Ca2+-activated Cl- channels contribute to agonist-evoked contraction and spontaneous activity in some smooth muscle preparations. Patch pipette techniques were used to study the properties of single Ca2+-activated Cl- channels in freshly dispersed rabbit pulmonary artery myocytes. In the cell-attached recording mode, two conductance states of 3.5 and 1.8 pS were recorded either spontaneously or in response to increasing [Ca2+]i. With inside-out patches, the 3.5 pS channel current predominated at 50 nM [Ca2+]i, but at 500 nM [Ca2+]i most channels opened to the 1.8 pS level and an additional 1.2 pS channel conductance was resolved. At 1 microM [Ca2+]i all of the Cl- channels opened either to the 1.8 pS or 1.2 pS level. In 0 [Ca2+]i, no channel activity was observed at -100 mV to +100 mV, but with 10-250 nM [Ca2+]i the total single channel open probability (NP(o)) increased with depolarisation.
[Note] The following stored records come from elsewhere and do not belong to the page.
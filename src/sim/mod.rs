//! Grid engine and session state
//!
//! All move logic lives here. This module is pure and synchronous:
//! - Boards are plain `Copy` values
//! - Randomness only through a caller-supplied RNG
//! - No storage or platform dependencies

pub mod board;
pub mod history;
pub mod line;
pub mod moves;
pub mod spawn;
pub mod state;

pub use board::{Board, Direction, Line, Position};
pub use history::{Snapshot, UndoHistory};
pub use line::{LineResolution, compress, resolve_line};
pub use moves::{MoveOutcome, apply_move, has_moves_available};
pub use spawn::{spawn_count, spawn_tiles};
pub use state::{GameState, MoveResult, RngState};
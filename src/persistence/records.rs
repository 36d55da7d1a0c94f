//! Session and leaderboard record codecs
//!
//! Session record:
//! `{ "board": int[4][4], "score": int, "gameOver": bool,
//!    "lastUndo": { "board": int[4][4], "score": int } | null }`
//!
//! Leaderboard record: `[{ "name": string, "score": int, "date": string }]`
//!
//! Reads are lenient: anything malformed is treated as absent. A usable
//! board is the only hard requirement of a session; `score` and `gameOver`
//! of the wrong type fall back to numeric and truthy readings.

use serde::{Deserialize, Serialize};
use serde_json::Value;

use super::error::StorageError;
use super::store::KeyValueStore;
use crate::consts::MAX_LEADERBOARD;
use crate::leaderboard::LeaderboardRecord;
use crate::sim::{Board, GameState, Snapshot};

#[derive(Debug, Serialize)]
#[serde(rename_all = "camelCase")]
struct SessionRecordOut {
    board: Vec<Vec<u32>>,
    score: u64,
    game_over: bool,
    last_undo: Option<UndoRecordOut>,
}

#[derive(Debug, Serialize)]
struct UndoRecordOut {
    board: Vec<Vec<u32>>,
    score: u64,
}

#[derive(Debug, Deserialize)]
#[serde(rename_all = "camelCase")]
struct SessionRecordIn {
    #[serde(default)]
    board: Option<Vec<Vec<u32>>>,
    #[serde(default)]
    score: Option<Value>,
    #[serde(default)]
    game_over: Option<Value>,
    /// Decoded separately so a bad undo entry doesn't sink the session
    #[serde(default)]
    last_undo: Option<Value>,
}

#[derive(Debug, Deserialize)]
struct UndoRecordIn {
    board: Vec<Vec<u32>>,
    #[serde(default)]
    score: Option<Value>,
}

/// Non-negative whole score, 0 for anything else
fn lenient_score(value: Option<&Value>) -> u64 {
    let Some(n) = value.and_then(Value::as_number) else {
        return 0;
    };
    match (n.as_u64(), n.as_f64()) {
        (Some(v), _) => v,
        (None, Some(f)) if f.is_finite() && f > 0.0 => f.floor() as u64,
        _ => 0,
    }
}

/// Loose truthiness: zero, empty strings and null are false
fn truthy(value: Option<&Value>) -> bool {
    match value {
        None | Some(Value::Null) => false,
        Some(Value::Bool(b)) => *b,
        Some(Value::Number(n)) => n.as_f64().is_some_and(|f| f != 0.0 && !f.is_nan()),
        Some(Value::String(s)) => !s.is_empty(),
        Some(Value::Array(_)) | Some(Value::Object(_)) => true,
    }
}

/// A session read back from storage
#[derive(Debug, Clone, Copy, PartialEq, Eq)]
pub struct RestoredSession {
    pub state: GameState,
    /// At most one undo level survives a restart
    pub last_undo: Option<Snapshot>,
}

/// Encode the session plus its most recent undo snapshot
pub fn encode_session(state: &GameState, history_top: Option<&Snapshot>) -> Result<String, StorageError> {
    let record = SessionRecordOut {
        board: state.board.to_nested(),
        score: state.score,
        game_over: state.is_over,
        last_undo: history_top.map(|s| UndoRecordOut {
            board: s.board.to_nested(),
            score: s.score,
        }),
    };
    Ok(serde_json::to_string(&record)?)
}

/// Decode a session record, `None` if it is unusable
pub fn decode_session(raw: &str) -> Option<RestoredSession> {
    let record: SessionRecordIn = serde_json::from_str(raw).ok()?;
    let board = Board::from_nested(record.board.as_deref()?)?;

    let last_undo = record
        .last_undo
        .and_then(|v| serde_json::from_value::<UndoRecordIn>(v).ok())
        .and_then(|u| {
            Board::from_nested(&u.board).map(|board| Snapshot {
                board,
                score: lenient_score(u.score.as_ref()),
            })
        });

    Some(RestoredSession {
        state: GameState {
            board,
            score: lenient_score(record.score.as_ref()),
            is_over: truthy(record.game_over.as_ref()),
        },
        last_undo,
    })
}

pub fn save_session(
    store: &mut dyn KeyValueStore,
    key: &str,
    state: &GameState,
    history_top: Option<&Snapshot>,
) -> Result<(), StorageError> {
    let json = encode_session(state, history_top)?;
    store.set_item(key, &json)
}

/// Load the persisted session; corrupt or missing data yields `None`
pub fn load_session(store: &dyn KeyValueStore, key: &str) -> Option<RestoredSession> {
    let raw = match store.get_item(key) {
        Ok(Some(raw)) => raw,
        Ok(None) => return None,
        Err(e) => {
            log::warn!("Session read failed: {}", e);
            return None;
        }
    };

    let restored = decode_session(&raw);
    if restored.is_none() {
        log::info!("Discarding malformed session record");
    }
    restored
}

pub fn save_leaderboard(
    store: &mut dyn KeyValueStore,
    key: &str,
    records: &[LeaderboardRecord],
) -> Result<(), StorageError> {
    let json = serde_json::to_string(records)?;
    store.set_item(key, &json)
}

/// Decode a leaderboard list, sorted descending and capped
///
/// Entries that aren't records are skipped; a non-array yields an empty list.
pub fn decode_leaderboard(raw: &str) -> Vec<LeaderboardRecord> {
    let Ok(items) = serde_json::from_str::<Vec<Value>>(raw) else {
        return Vec::new();
    };

    let mut records: Vec<LeaderboardRecord> = items
        .into_iter()
        .filter_map(|v| serde_json::from_value(v).ok())
        .collect();
    // Stable: equal scores keep stored order
    records.sort_by(|a, b| b.score.cmp(&a.score));
    records.truncate(MAX_LEADERBOARD);
    records
}

pub fn load_leaderboard(store: &dyn KeyValueStore, key: &str) -> Vec<LeaderboardRecord> {
    match store.get_item(key) {
        Ok(Some(raw)) => decode_leaderboard(&raw),
        Ok(None) => Vec::new(),
        Err(e) => {
            log::warn!("Leaderboard read failed: {}", e);
            Vec::new()
        }
    }
}
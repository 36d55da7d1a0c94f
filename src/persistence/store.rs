//! Key-value storage backends
//!
//! - `MemoryStore`: in-process map (tests, headless runs)
//! - `FileStore`: one JSON file per key in a directory (native)
//! - `LocalStorage`: browser LocalStorage (wasm32)

use std::collections::HashMap;

use super::error::StorageError;

/// Durable string storage addressed by fixed keys
pub trait KeyValueStore {
    fn get_item(&self, key: &str) -> Result<Option<String>, StorageError>;
    fn set_item(&mut self, key: &str, value: &str) -> Result<(), StorageError>;
    fn remove_item(&mut self, key: &str) -> Result<(), StorageError>;
}

impl<S: KeyValueStore + ?Sized> KeyValueStore for Box<S> {
    fn get_item(&self, key: &str) -> Result<Option<String>, StorageError> {
        (**self).get_item(key)
    }

    fn set_item(&mut self, key: &str, value: &str) -> Result<(), StorageError> {
        (**self).set_item(key, value)
    }

    fn remove_item(&mut self, key: &str) -> Result<(), StorageError> {
        (**self).remove_item(key)
    }
}

/// In-memory store
#[derive(Debug, Clone, Default)]
pub struct MemoryStore {
    items: HashMap<String, String>,
}

impl MemoryStore {
    pub fn new() -> Self {
        Self::default()
    }
}

impl KeyValueStore for MemoryStore {
    fn get_item(&self, key: &str) -> Result<Option<String>, StorageError> {
        Ok(self.items.get(key).cloned())
    }

    fn set_item(&mut self, key: &str, value: &str) -> Result<(), StorageError> {
        self.items.insert(key.to_string(), value.to_string());
        Ok(())
    }

    fn remove_item(&mut self, key: &str) -> Result<(), StorageError> {
        self.items.remove(key);
        Ok(())
    }
}

#[cfg(not(target_arch = "wasm32"))]
pub use file::FileStore;

#[cfg(not(target_arch = "wasm32"))]
mod file {
    use std::fs;
    use std::io::ErrorKind;
    use std::path::{Path, PathBuf};

    use super::KeyValueStore;
    use crate::persistence::StorageError;

    /// Directory-backed store, `<dir>/<key>.json` per item
    ///
    /// Writes go to a temp file first and are renamed into place.
    #[derive(Debug, Clone)]
    pub struct FileStore {
        dir: PathBuf,
    }

    impl FileStore {
        /// Open (creating if needed) a store rooted at `dir`
        pub fn open(dir: impl Into<PathBuf>) -> Result<Self, StorageError> {
            let dir = dir.into();
            fs::create_dir_all(&dir)?;
            log::info!("File store at {}", dir.display());
            Ok(Self { dir })
        }

        pub fn dir(&self) -> &Path {
            &self.dir
        }

        fn path_for(&self, key: &str) -> Result<PathBuf, StorageError> {
            let valid = !key.is_empty()
                && key
                    .chars()
                    .all(|c| c.is_ascii_alphanumeric() || c == '_' || c == '-');
            if !valid {
                return Err(StorageError::Rejected {
                    key: key.to_string(),
                    reason: "keys must be ASCII alphanumeric, '_' or '-'".to_string(),
                });
            }
            Ok(self.dir.join(format!("{key}.json")))
        }
    }

    impl KeyValueStore for FileStore {
        fn get_item(&self, key: &str) -> Result<Option<String>, StorageError> {
            match fs::read_to_string(self.path_for(key)?) {
                Ok(raw) => Ok(Some(raw)),
                Err(e) if e.kind() == ErrorKind::NotFound => Ok(None),
                Err(e) => Err(e.into()),
            }
        }

        fn set_item(&mut self, key: &str, value: &str) -> Result<(), StorageError> {
            let path = self.path_for(key)?;
            let tmp = path.with_extension("json.tmp");
            fs::write(&tmp, value)?;
            fs::rename(&tmp, &path)?;
            Ok(())
        }

        fn remove_item(&mut self, key: &str) -> Result<(), StorageError> {
            match fs::remove_file(self.path_for(key)?) {
                Err(e) if e.kind() != ErrorKind::NotFound => Err(e.into()),
                _ => Ok(()),
            }
        }
    }
}

#[cfg(target_arch = "wasm32")]
pub use web::LocalStorage;

#[cfg(target_arch = "wasm32")]
mod web {
    use super::KeyValueStore;
    use crate::persistence::StorageError;

    /// Browser LocalStorage
    pub struct LocalStorage {
        storage: web_sys::Storage,
    }

    impl LocalStorage {
        pub fn open() -> Result<Self, StorageError> {
            web_sys::window()
                .and_then(|w| w.local_storage().ok())
                .flatten()
                .map(|storage| Self { storage })
                .ok_or(StorageError::Unavailable)
        }
    }

    fn rejected(key: &str, err: wasm_bindgen::JsValue) -> StorageError {
        StorageError::Rejected {
            key: key.to_string(),
            reason: format!("{:?}", err),
        }
    }

    impl KeyValueStore for LocalStorage {
        fn get_item(&self, key: &str) -> Result<Option<String>, StorageError> {
            self.storage.get_item(key).map_err(|e| rejected(key, e))
        }

        fn set_item(&mut self, key: &str, value: &str) -> Result<(), StorageError> {
            // Throws QuotaExceededError when full
            self.storage.set_item(key, value).map_err(|e| rejected(key, e))
        }

        fn remove_item(&mut self, key: &str) -> Result<(), StorageError> {
            self.storage.remove_item(key).map_err(|e| rejected(key, e))
        }
    }
}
This voltage dependence was not seen at higher values of [Ca2+]i. The plot of NPo vs. [Ca2+]i yielded Ca2+ affinity constants of 8 and 250 nM and Hill slopes of 1.3 and 2.3 at +100 and -100 mV, respectively. The distribution of open times was fitted by two exponentials of about 5 and 30 ms, which were neither voltage nor Ca2+ dependent. Replacement of external Cl- by I- shifted the reversal potential by about -30 mV and lengthened the longer of the two mean open times without significant effects on other kinetic parameters. Based on these data, a model for the activation of Ca2+-activated Cl- channels is proposed.